The picks kept coming, and each one felt to DeJuan like a blow to his gut. Toney Douglas? Christian Eyenga? The second round rolled around, and Blair's dreams of a guaranteed contract started to fade away. He began to worry that he wouldn't be picked at all, as unimaginable as that sounded. Sergio Lull, DaJuan Summers, Sam Young, his teammate in Pitt. Then it was the turn of the Spurs, the only team that hadn't belittled him yet.
10 seconds later, the choice was done. He was drafted. He heard the cheers around him, but almost didn't react to them - he was numb with anger. 37th? They were going to pay for that, each and every front office that had let him go for lesser players. He was going to prove them all wrong, so wrong. He shook hands and accepted hugs in a detached manner but with a smile on his lips, and attended the waiting press with an awkwardness that was caused by both his inexperience and the residual anger that clouded his mind. Then he was finally alone in a private hall, and two men were walking towards him. He knew them, of course: RC Buford and Gregg Popovich. Gregg Popovich, his new coach.
Buford shook his head, talked about how excited the Spurs were he would be in the team, and spouted a number of platitudes that nevertheless managed to put DeJuan at easy. Buford had a contagious smile; maybe it wasn't so bad after all that he had fallen to these Spurs. But then Buford left, and he was alone with Popovich. He found the bearded coach to be friendly, but also serious and very straightforward. Gregg Popovich had no use for small talk.
Popovich locked eyes with DeJuan. "Are you angry that you slid to the second round, DeJuan?"
It was so sudden that DeJuan couldn't hide a surprised look. Was he that transparent? He grudgingly admitted that yes, he was angry at the result of the draft.
"I don't blame you, DeJuan. It's only logical that you feel that way. You deserved far better - you might be the most special player in this draft." His voice grew deeper. "But anger has no place in the NBA, or the Spurs." Popovich never looked away, and DeJuan found himself nodding.

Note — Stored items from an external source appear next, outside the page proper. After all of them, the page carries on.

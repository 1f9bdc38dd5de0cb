//! User-facing feedback text.
//!
//! The presentation layer decides how to draw feedback; this module
//! decides what it says and which tone it carries.

use crate::difficulty::RangeHint;
use crate::error::{GuessError, StartError};
use crate::outcome::{GuessOutcome, StartOutcome};
use serde::{Deserialize, Serialize};
use std::fmt;

/// Emphasis of a feedback line. Renderers map tones to colors.
#[derive(Clone, Copy, PartialEq, Eq, Debug, Serialize, Deserialize)]
pub enum Tone {
    /// Muted guidance, such as the range hint
    Hint,
    /// Neutral progress, such as too-low and too-high
    Info,
    Success,
    Error,
}

/// A line of text to show the user.
#[derive(Clone, PartialEq, Eq, Debug, Serialize, Deserialize)]
pub struct Feedback {
    pub message: String,
    pub tone: Tone,
}

impl Feedback {
    pub fn new(message: impl Into<String>, tone: Tone) -> Self {
        Self {
            message: message.into(),
            tone,
        }
    }

    /// Feedback for the result of `start_game`.
    pub fn for_start(result: &Result<StartOutcome, StartError>) -> Self {
        match result {
            Ok(outcome) => outcome.into(),
            Err(err) => err.into(),
        }
    }

    /// Feedback for the result of `make_guess`.
    pub fn for_guess(result: &Result<GuessOutcome, GuessError>) -> Self {
        match result {
            Ok(outcome) => outcome.into(),
            Err(err) => err.into(),
        }
    }
}

impl fmt::Display for Feedback {
    fn fmt(&self, f: &mut fmt::Formatter<'_>) -> fmt::Result {
        f.write_str(&self.message)
    }
}

impl From<&RangeHint> for Feedback {
    fn from(hint: &RangeHint) -> Self {
        Self::new(hint.to_string(), Tone::Hint)
    }
}

impl From<&StartOutcome> for Feedback {
    fn from(_: &StartOutcome) -> Self {
        Self::new("Game started! Enter your guess.", Tone::Success)
    }
}

impl From<&StartError> for Feedback {
    fn from(err: &StartError) -> Self {
        let message = match err {
            StartError::NoDifficultySelected => "Please select a valid difficulty.".to_string(),
            StartError::InvalidNumberFormat { .. } => "Please enter a valid number.".to_string(),
            StartError::RangeOutOfBounds { low, high } => {
                format!("Range must be between {low} and {high}.")
            }
        };
        Self::new(message, Tone::Error)
    }
}

impl From<&GuessOutcome> for Feedback {
    fn from(outcome: &GuessOutcome) -> Self {
        match outcome {
            GuessOutcome::TooLow => Self::new("Too low. Try again!", Tone::Info),
            GuessOutcome::TooHigh => Self::new("Too high. Try again!", Tone::Info),
            GuessOutcome::Correct(guesses) => Self::new(
                format!("Correct! You guessed it in {guesses} tries."),
                Tone::Success,
            ),
        }
    }
}

impl From<&GuessError> for Feedback {
    fn from(err: &GuessError) -> Self {
        match err {
            GuessError::InvalidNumberFormat { .. } => {
                Self::new("Please enter a number.", Tone::Error)
            }
            GuessError::InvalidPhase { .. } => {
                Self::new("Start a game before guessing.", Tone::Error)
            }
        }
    }
}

"Never get angry, DeJuan. Never."
He held DeJuan's eyes for another moment, and then relaxed. DeJuan blinked and exhaled, realizing he had been holding his breath.
Popovich shook DeJuan's hand, told him they would see each other again for their first practice next week, said goodbye, and then simply walked away. DeJuan stood alone in the hall, looking at Popovich's retreating back and wondering what his future would be like, playing for the Spurs with legends like Tim Duncan.
His NBA days were only starting.
I failed. I meant to write something short and humorous, and I ended up producing something long, serious and with a vague plot. I don't know where I went wrong, but wrong I went. At the end I just wanted to finish writing this so I could move back to my travelogue, which defeats the purpose of taking a break. Still, don't take it too seriously.
Emo rant aside, thanks to Q for proofreading this. She's a harsh editor, but fortunately I don't have an ego. Anymore.
Oh, and SiMA, I know you hated this. You're allowed to rip it to shreds in the comments.